When you see an OCID, you know instantly this is an Oracle resource identifier You know that because of its long length, its strict format, and of course, the ocid1
prefix string that denotes this came from Oracle Cloud. What's more, you could accurately identify the specific source of the ID, whether that may be a VCN, autonomous database, instance, or something else.
This is not only important if you randomly find that ID somewhere and need to know what's it for, but it also helps parsers and data scientists to properly extract information from raw data.

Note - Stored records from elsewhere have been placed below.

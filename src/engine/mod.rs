mod engine;
pub use engine::*;
mod hashing;
pub use hashing::*;
mod matcher;
pub use matcher::*;
mod peaks;
pub use peaks::*;
mod spectrogram;
pub use spectrogram::*;
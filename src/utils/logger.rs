use std::io;
use std::path::Path;
use std::sync::Mutex;

use backtrace::Backtrace;
use slog::{o, Drain, Logger};

/// Builds the process logger: JSON records on stdout.
pub fn get_logger() -> Logger {
    let drain = slog_json::Json::default(io::stdout()).fuse();
    let drain = Mutex::new(drain).fuse();
    Logger::root(drain, o!())
}

/// Captures the current stack as "dir/file:line func" lines, for attaching
/// to error log records.
pub fn error_trace() -> String {
    let bt = Backtrace::new();
    let mut lines = Vec::new();

    for frame in bt.frames() {
        for symbol in frame.symbols() {
            let func = symbol
                .name()
                .map(|n| n.to_string())
                .unwrap_or_else(|| "unknown".to_owned());
            let source = symbol
                .filename()
                .and_then(|p| p.to_str())
                .map(|s| {
                    // Keep only the last two path components.
                    let path = Path::new(s);
                    match (path.parent().and_then(|p| p.file_name()), path.file_name()) {
                        (Some(parent), Some(file)) => {
                            format!("{}/{}", parent.to_string_lossy(), file.to_string_lossy())
                        }
                        _ => s.to_owned(),
                    }
                })
                .unwrap_or_else(|| "unknown".to_owned());
            let line = symbol.lineno().unwrap_or(0);
            lines.push(format!("{}:{} {}", source, line, func));
        }
    }

    lines.join("\n")
}
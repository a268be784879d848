use crate::models::{FingerprintHash, Peak};

/// Target zone bounds: an anchor pairs only with peaks between MIN and MAX
/// seconds ahead of it.
pub const MIN_TIME_DELTA: f64 = 0.1;
pub const MAX_TIME_DELTA: f64 = 2.0;

/// Maximum number of target peaks paired with each anchor.
pub const FANOUT: usize = 5;

/// Generates combinatorial hashes from a time-ordered constellation.
///
/// For each anchor, the scan collects the first FANOUT peaks inside the
/// target zone; peaks nearer than MIN_TIME_DELTA are skipped, and the scan
/// stops at the first peak beyond MAX_TIME_DELTA (the list is sorted by
/// time). Each pair yields a 12-hex-char MD5 token keyed on the two
/// frequency bins and the millisecond delta, paired with the anchor time.
pub fn generate_hashes(peaks: &[Peak]) -> Vec<FingerprintHash> {
    let mut hashes = Vec::new();

    for (i, anchor) in peaks.iter().enumerate() {
        let mut found = 0;
        for target in &peaks[i + 1..] {
            let time_delta = target.time - anchor.time;
            if time_delta < MIN_TIME_DELTA {
                continue;
            }
            if time_delta > MAX_TIME_DELTA {
                break;
            }

            hashes.push(FingerprintHash {
                token: hash_token(anchor.freq_bin, target.freq_bin, time_delta),
                time_offset: anchor.time,
            });

            found += 1;
            if found >= FANOUT {
                break;
            }
        }
    }

    hashes
}

/// First 12 hex chars of MD5("{f_anchor}_{f_target}_{delta_ms}"), with the
/// delta truncated to whole milliseconds.
fn hash_token(anchor_freq: usize, target_freq: usize, time_delta: f64) -> String {
    let key = format!("{}_{}_{}", anchor_freq, target_freq, (time_delta * 1000.0) as i64);
    let digest = format!("{:x}", md5::compute(key.as_bytes()));
    digest[..12].to_string()
}
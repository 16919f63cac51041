//! Azure OpenAI backend.

use async_trait::async_trait;
use tracing::debug;

use crate::error::ForgeError;
use crate::types::Message;

use super::http::{azure_headers, shared_client};
use super::openai::{build_request_body, parse_response};
use super::{ChatBackend, Completion, CompletionOptions};

pub const DEFAULT_API_VERSION: &str = "2024-06-01";

/// Azure OpenAI Service backend. The model id passed to
/// [`ChatBackend::complete_chat`] is used as the deployment name.
pub struct AzureOpenAiBackend {
    endpoint: String,
    api_key: String,
    api_version: String,
}

impl AzureOpenAiBackend {
    /// `endpoint`: e.g., "https://myresource.openai.azure.com"
    pub fn new(
        endpoint: impl Into<String>,
        api_key: impl Into<String>,
        api_version: Option<String>,
    ) -> Self {
        Self {
            endpoint: endpoint.into().trim_end_matches('/').to_string(),
            api_key: api_key.into(),
            api_version: api_version.unwrap_or_else(|| DEFAULT_API_VERSION.to_string()),
        }
    }

    fn url(&self, deployment: &str) -> String {
        format!(
            "{}/openai/deployments/{}/chat/completions?api-version={}",
            self.endpoint, deployment, self.api_version
        )
    }
}

#[async_trait]
impl ChatBackend for AzureOpenAiBackend {
    fn backend_name(&self) -> &str {
        "azure"
    }

    async fn complete_chat(
        &self,
        model: &str,
        messages: &[Message],
        options: &CompletionOptions,
    ) -> Result<Completion, ForgeError> {
        let body = build_request_body(None, messages, options);

        debug!(deployment = model, tools = options.tools.len(), "Azure complete_chat");

        let resp = shared_client()
            .post(self.url(model))
            .headers(azure_headers(&self.api_key))
            .json(&body)
            .send()
            .await?;

        parse_response(resp).await
    }
}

Some other examples are the nine-digit SSNs that have the pattern 012–34–5678, phone numbers that start with +1 (xxx) xxx-xxxx, Georgia Tech IDs that start with 90xxxxxxx, and the ubiquitous credit cards, which have the bonus of telling the payment card provider through its first 4 digits (and some more details with the other numbers).
3. Public
Despite the despise of federal government interventions, Americans have a unique national identification number, the Social Security Number (SSN). In general. It's unique but it's neither secure nor adopted by all Americans (citizens or non-citizens).
But by far my most hated characteristic of this number is that it must be kept very secret or you risk your identity and financial data being stolen. Just by knowing a 9-digit number that you can't change.* Which is in the hands of countless companies and probably memorized by your closest family members as well.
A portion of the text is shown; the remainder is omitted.